> EXERCISE BRIEF: Go through the listing below from its first line and repeat each line exactly, ending at the line containing "pub fn new(config: &ModelConfig, request_config: RequestConfig)" and including it.

(SUPPLIED DATA begins)

use std::collections::VecDeque;
use std::time::{Duration, Instant};

use async_trait::async_trait;
use futures_util::{Stream, StreamExt};
use reqwest::Client;
use tracing::{debug, error, info, warn};

use super::types::{ChatChunk, ChatRequest, ChatResponse, Message};
use super::{estimate_tokens, GenerationConfig, ModelProvider, TextStream};
use crate::config::{ModelConfig, RequestConfig};
use crate::error::{ModelError, ModelResult};

/// Client for an OpenAI-compatible chat completions API
#[derive(Clone)]
pub struct HttpModelProvider {
    client: Client,
    base_url: String,
    api_key: String,
    model: String,
    request_config: RequestConfig,
}

impl HttpModelProvider {
    /// Create a new provider client
    pub fn new(config: &ModelConfig, request_config: RequestConfig) -> ModelResult<Self> {
        let client = Client::builder()
            .timeout(Duration::from_millis(request_config.timeout_ms))
            .build()
            .map_err(ModelError::Http)?;

        Ok(Self {
            client,
            base_url: config.base_url.trim_end_matches('/').to_string(),
            api_key: config.api_key.clone(),
            model: config.model.clone(),
            request_config,
        })
    }

    /// Get the base URL (for testing)
    pub fn base_url(&self) -> &str {
        &self.base_url
    }

    fn build_request(&self, prompt: &str, config: &GenerationConfig, stream: bool) -> ChatRequest {
        let mut messages = Vec::with_capacity(2);
        if let Some(system) = &config.system {
            messages.push(Message::system(system.clone()));
        }
        messages.push(Message::user(prompt));

        ChatRequest {
            model: self.model.clone(),
            messages,
            temperature: config.temperature,
            max_tokens: config.max_tokens,
            stop: config.stop.clone(),
            stream,
        }
    }

    /// Send a request, mapping transport failures and error statuses
    async fn send(&self, request: &ChatRequest) -> ModelResult<reqwest::Response> {
        let url = format!("{}/v1/chat/completions", self.base_url);

        let response = self
            .client
            .post(&url)
            .header("Authorization", format!("Bearer {}", self.api_key))
            .header("Content-Type", "application/json")
            .json(request)
            .send()
            .await
            .map_err(|e| {
                if e.is_timeout() {
                    ModelError::Timeout {
                        timeout_ms: self.request_config.timeout_ms,
                    }
                } else {
                    ModelError::Http(e)
                }
            })?;

        let status = response.status();

        if status.as_u16() == 429 {
            let error_body = response.text().await.unwrap_or_default();
            return Err(ModelError::RateLimited {
                message: error_body,
            });
        }

        if !status.is_success() {
            let error_body = response.text().await.unwrap_or_default();
            return Err(ModelError::Api {
                status: status.as_u16(),
                message: error_body,
            });
        }

        Ok(response)
    }

    /// Execute a single non-streaming request (internal)
    async fn execute_request(&self, request: &ChatRequest) -> ModelResult<String> {
        debug!(
            model = %request.model,
            messages = request.messages.len(),
            "Calling model provider"
        );

        let response = self.send(request).await?;

        let chat: ChatResponse = response
            .json()
            .await
            .map_err(|e| ModelError::InvalidResponse {
                message: format!("Failed to parse response: {}", e),
            })?;

        chat.completion()
            .map(str::to_string)
            .ok_or_else(|| ModelError::InvalidResponse {
                message: "Response contained no choices".to_string(),
            })
    }
}

#[async_trait]
impl ModelProvider for HttpModelProvider {
    async fn generate(&self, prompt: &str, config: &GenerationConfig) -> ModelResult<String> {
        let request = self.build_request(prompt, config, false);

        let mut last_error = None;
        let mut retries = 0;

        while retries <= self.request_config.max_retries {
            if retries > 0 {
                let delay = Duration::from_millis(
                    self.request_config.retry_delay_ms * (2_u64.pow(retries - 1)),
                );
                warn!(
                    model = %self.model,
                    retry = retries,
                    delay_ms = delay.as_millis(),
                    "Retrying model request"
                );
                tokio::time::sleep(delay).await;
            }

            let start = Instant::now();

            match self.execute_request(&request).await {
                Ok(text) => {
                    info!(
                        model = %self.model,
                        latency_ms = start.elapsed().as_millis(),
                        "Model call succeeded"
                    );
                    return Ok(text);
                }
                Err(e) if !is_retryable(&e) => return Err(e),
                Err(e) => {
                    error!(
                        model = %self.model,
                        error = %e,
                        latency_ms = start.elapsed().as_millis(),
                        retry = retries,
                        "Model call failed"
                    );
                    last_error = Some(e);
                    retries += 1;
                }
            }
        }

        match last_error {
            Some(e @ ModelError::RateLimited { .. }) => Err(e),
            other => Err(ModelError::Unavailable {
                message: other
                    .map(|e| e.to_string())
                    .unwrap_or_else(|| "Unknown error".to_string()),
                retries,
            }),
        }
    }

    async fn generate_stream(
        &self,
        prompt: &str,
        config: &GenerationConfig,
    ) -> ModelResult<TextStream> {
        let request = self.build_request(prompt, config, true);
        debug!(model = %self.model, "Opening streaming completion");

        let response = self.send(&request).await?;
        Ok(sse_fragments(response.bytes_stream().boxed()))
    }

    fn count_tokens(&self, text: &str) -> usize {
        estimate_tokens(text)
    }
}

/// Malformed bodies and client errors will not improve on retry.
fn is_retryable(err: &ModelError) -> bool {
    match err {
        ModelError::InvalidResponse { .. } => false,
        ModelError::Api { status, .. } => !(400..500).contains(status),
        _ => true,
    }
}

/// One parsed line of a server-sent event stream
#[derive(Debug, PartialEq)]
pub(crate) enum SseLine {
    Fragment(String),
    Done,
    Skip,
}

/// Parse a single `data:` line of an OpenAI-style SSE stream
pub(crate) fn parse_sse_line(line: &str) -> ModelResult<SseLine> {
    let line = line.trim();
    let Some(payload) = line.strip_prefix("data:") else {
        return Ok(SseLine::Skip);
    };
    let payload = payload.trim();
    if payload == "[DONE]" {
        return Ok(SseLine::Done);
    }
    if payload.is_empty() {
        return Ok(SseLine::Skip);
    }

    let chunk: ChatChunk =
        serde_json::from_str(payload).map_err(|e| ModelError::InvalidResponse {
            message: format!("Failed to parse stream chunk: {}", e),
        })?;

    Ok(chunk
        .choices
        .into_iter()
        .next()
        .and_then(|c| c.delta.content)
        .filter(|s| !s.is_empty())
        .map(SseLine::Fragment)
        .unwrap_or(SseLine::Skip))
}

struct SseState<S> {
    inner: S,
    buffer: String,
    pending: VecDeque<String>,
    done: bool,
}

impl<S> SseState<S> {
    /// Move complete lines out of the buffer. Returns an error on a bad chunk.
    fn drain_lines(&mut self, flush: bool) -> ModelResult<()> {
        loop {
            let line = match self.buffer.find('\n') {
                Some(pos) => {
                    let line = self.buffer[..pos].to_string();
                    self.buffer.drain(..=pos);
                    line
                }
                None if flush && !self.buffer.is_empty() => std::mem::take(&mut self.buffer),
                None => return Ok(()),
            };
            match parse_sse_line(&line)? {
                SseLine::Fragment(text) => self.pending.push_back(text),
                SseLine::Done => {
                    self.done = true;
                    self.buffer.clear();
                    return Ok(());
                }
                SseLine::Skip => {}
            }
        }
    }
}

fn sse_fragments<S, B>(inner: S) -> TextStream
where
    S: Stream<Item = reqwest::Result<B>> + Unpin + Send + 'static,
    B: AsRef<[u8]> + Send,
{
    let state = SseState {
        inner,
        buffer: String::new(),
        pending: VecDeque::new(),
        done: false,
    };

    futures_util::stream::unfold(state, |mut st| async move {
        loop {
            if let Some(fragment) = st.pending.pop_front() {
                return Some((Ok(fragment), st));
            }
            if st.done {
                return None;
            }
            match st.inner.next().await {
                Some(Ok(bytes)) => {
                    st.buffer.push_str(&String::from_utf8_lossy(bytes.as_ref()));
                    if let Err(e) = st.drain_lines(false) {
                        st.done = true;
                        return Some((Err(e), st));
                    }
                }
                Some(Err(e)) => {
                    st.done = true;
                    return Some((Err(ModelError::Http(e)), st));
                }
                None => {
                    let flushed = st.drain_lines(true);
                    st.done = true;
                    if let Err(e) = flushed {
                        return Some((Err(e), st));
                    }
                }
            }
        }
    })
    .boxed()
}

#[cfg(test)]
mod tests {
    use super::*;

    fn test_config() -> ModelConfig {
        ModelConfig {
            api_key: "test_key".to_string(),
            base_url: "https://api.example.com/".to_string(),
            model: "test-model".to_string(),
            temperature: 0.7,
            max_tokens: 256,
        }
    }

    #[test]
    fn test_client_creation_trims_base_url() {
        let client = HttpModelProvider::new(&test_config(), RequestConfig::default()).unwrap();
        assert_eq!(client.base_url(), "https://api.example.com");
    }

    #[test]
    fn test_build_request_includes_system_prompt() {
        let client = HttpModelProvider::new(&test_config(), RequestConfig::default()).unwrap();
        let config = GenerationConfig::default().with_system("sys");
        let request = client.build_request("hello", &config, false);
        assert_eq!(request.messages.len(), 2);
        assert_eq!(request.messages[0].content, "sys");
        assert_eq!(request.messages[1].content, "hello");
        assert_eq!(request.model, "test-model");
    }

    #[test]
    fn test_parse_sse_line() {
        assert_eq!(
            parse_sse_line(r#"data: {"choices":[{"delta":{"content":"Hi"}}]}"#).unwrap(),
            SseLine::Fragment("Hi".to_string())
        );
        assert_eq!(parse_sse_line("data: [DONE]").unwrap(), SseLine::Done);
        assert_eq!(parse_sse_line(": keep-alive").unwrap(), SseLine::Skip);
        assert_eq!(parse_sse_line("").unwrap(), SseLine::Skip);
        assert_eq!(
            parse_sse_line(r#"data: {"choices":[{"delta":{}}]}"#).unwrap(),
            SseLine::Skip
        );
        assert!(parse_sse_line("data: {not json").is_err());
    }

    #[tokio::test]
    async fn test_sse_fragments_across_chunk_boundaries() {
        let parts: Vec<reqwest::Result<&'static [u8]>> = vec![
            Ok(b"data: {\"choices\":[{\"delta\":{\"content\":\"Hel\"}}]}\n\ndata: {\"choi"),
            Ok(b"ces\":[{\"delta\":{\"content\":\"lo\"}}]}\n\n"),
            Ok(b"data: [DONE]\n\n"),
        ];
        let stream = sse_fragments(futures_util::stream::iter(parts));
        let fragments: Vec<String> = stream.map(|r| r.unwrap()).collect().await;
        assert_eq!(fragments, vec!["Hel".to_string(), "lo".to_string()]);
    }
}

(SUPPLIED DATA ends)

> TASK OUTPUT:
use std::collections::VecDeque;
use std::time::{Duration, Instant};

use async_trait::async_trait;
use futures_util::{Stream, StreamExt};
use reqwest::Client;
use tracing::{debug, error, info, warn};

use super::types::{ChatChunk, ChatRequest, ChatResponse, Message};
use super::{estimate_tokens, GenerationConfig, ModelProvider, TextStream};
use crate::config::{ModelConfig, RequestConfig};
use crate::error::{ModelError, ModelResult};

/// Client for an OpenAI-compatible chat completions API
#[derive(Clone)]
pub struct HttpModelProvider {
    client: Client,
    base_url: String,
    api_key: String,
    model: String,
    request_config: RequestConfig,
}

impl HttpModelProvider {
    /// Create a new provider client
    pub fn new(config: &ModelConfig, request_config: RequestConfig) -> ModelResult<Self> {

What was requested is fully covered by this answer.